她嘆了口气,面前出现一大碗又红又大的草莓。
看着草莓,司涂突然就想起两人的草莓吻和最后满身都是草莓味的季文暻了。
她接过碗放在腿上,拿了一颗吃。
季文暻看着,等她吃到第三颗的时候,没头没脑问了句:「喜欢草莓还是喜欢工作?」
司涂一愣,「草莓。」
季文暻看了眼电视里的羽化少年团,「那喜欢草莓还是喜欢综艺?」
司涂:「草莓。」
季文暻点点头,「喜欢草莓还是喜欢画画?」
司涂犹豫了两秒,「画画。」
「那喜欢画画还是喜欢我?」
司涂快速回答:「你。」
季文暻站着没说话,像是思考她的回答有没有依据,最后勉强接受地点点头,「那为什么你会吃草莓会看综艺,和徐染聊工作,却不和我交流?」
他能感觉到司涂在背负对他的愧疚和自责,但那是他情愿的,他不需要司涂以这种方式去付出。
他只想司涂变回以前的样子,他的快乐小尾巴。
他也知道快乐很难,上天给的艰难就在那摆着,跨不跨过去,人都是要长大的,所以他希望至少司涂不要那么负担太大。
司涂咽下草莓,看着季文暻轻声说:「我想回去住。」
季文暻一愣,她赶紧解释,「我不走,我只是——」
「好。」季文暻回答完,换司涂愣了。
司涂:「你不生气?」
季文暻反问她,「回去住会比在这里开心么?」
司涂没法回答。
她想和季文暻待在一起,她恨不得每天都黏在他身后,可她心里有事,这事一天放不下,她对季文暻的愧疚就一天不消除,她不想让季文暻每天感受到的都是她消极的情绪。

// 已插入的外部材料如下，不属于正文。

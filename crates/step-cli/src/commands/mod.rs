//! Command implementations for step-cli

pub mod check;
pub mod describe;
pub mod env;
pub mod list;
pub mod resolve;

pub use check::run_check_metadata;
pub use describe::run_describe;
pub use env::{run_read_env, run_write_env};
pub use list::run_list;
pub use resolve::run_resolve;

use step_meta::{MetadataLoader, StepRegistry};

use crate::cli::MetadataArgs;
use crate::error::Result;

/// Built-in steps plus every step loaded from `args`.
///
/// A loaded step replaces a built-in step of the same name.
pub fn load_registry(args: &MetadataArgs) -> Result<StepRegistry> {
    let mut registry = StepRegistry::with_builtins()?;
    let loader = MetadataLoader::new();

    for path in &args.paths {
        let steps = if path.is_dir() {
            loader.load_dir(path)?
        } else {
            vec![loader.load_file(path)?]
        };
        for step in steps {
            tracing::debug!(step = step.name(), path = %path.display(), "Loaded step metadata");
            registry.register_or_replace(step)?;
        }
    }

    Ok(registry)
}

「开心就回去。」季文暻坐在她身边,「想见你的话我可以见你么?」
司涂诚恳又认真地点头。
「那我想一起吃饭你会拒绝么?」
「不会!」
「那我生什么气呢,」季文暻撩开她的耳边发,揉了揉她的耳朵,「你有你的生活,我们都是独立的个体,我不会阻止你做任何事,但前提是你得快乐,并且能让我随时找到你。」
「可以么?」季文暻亲了下她的眉眼。
「可以。」
赛尔还是那个名字,但徐染换了个新的挂牌,意味重头开始。
馆里的画展宣传册已经排到了半年后,大办公室忙的敲锣打鼓,以前都是他们费劲巴拉去联繫画家,这下可倒过来了,画家全都亲自登门拜访。
毛宁宁他们哪见过这种大世面,瞬间觉得自己跟着徐染都高了好几个檔次。
但还没完,东白官网和赛尔互关后,又关注了一个人。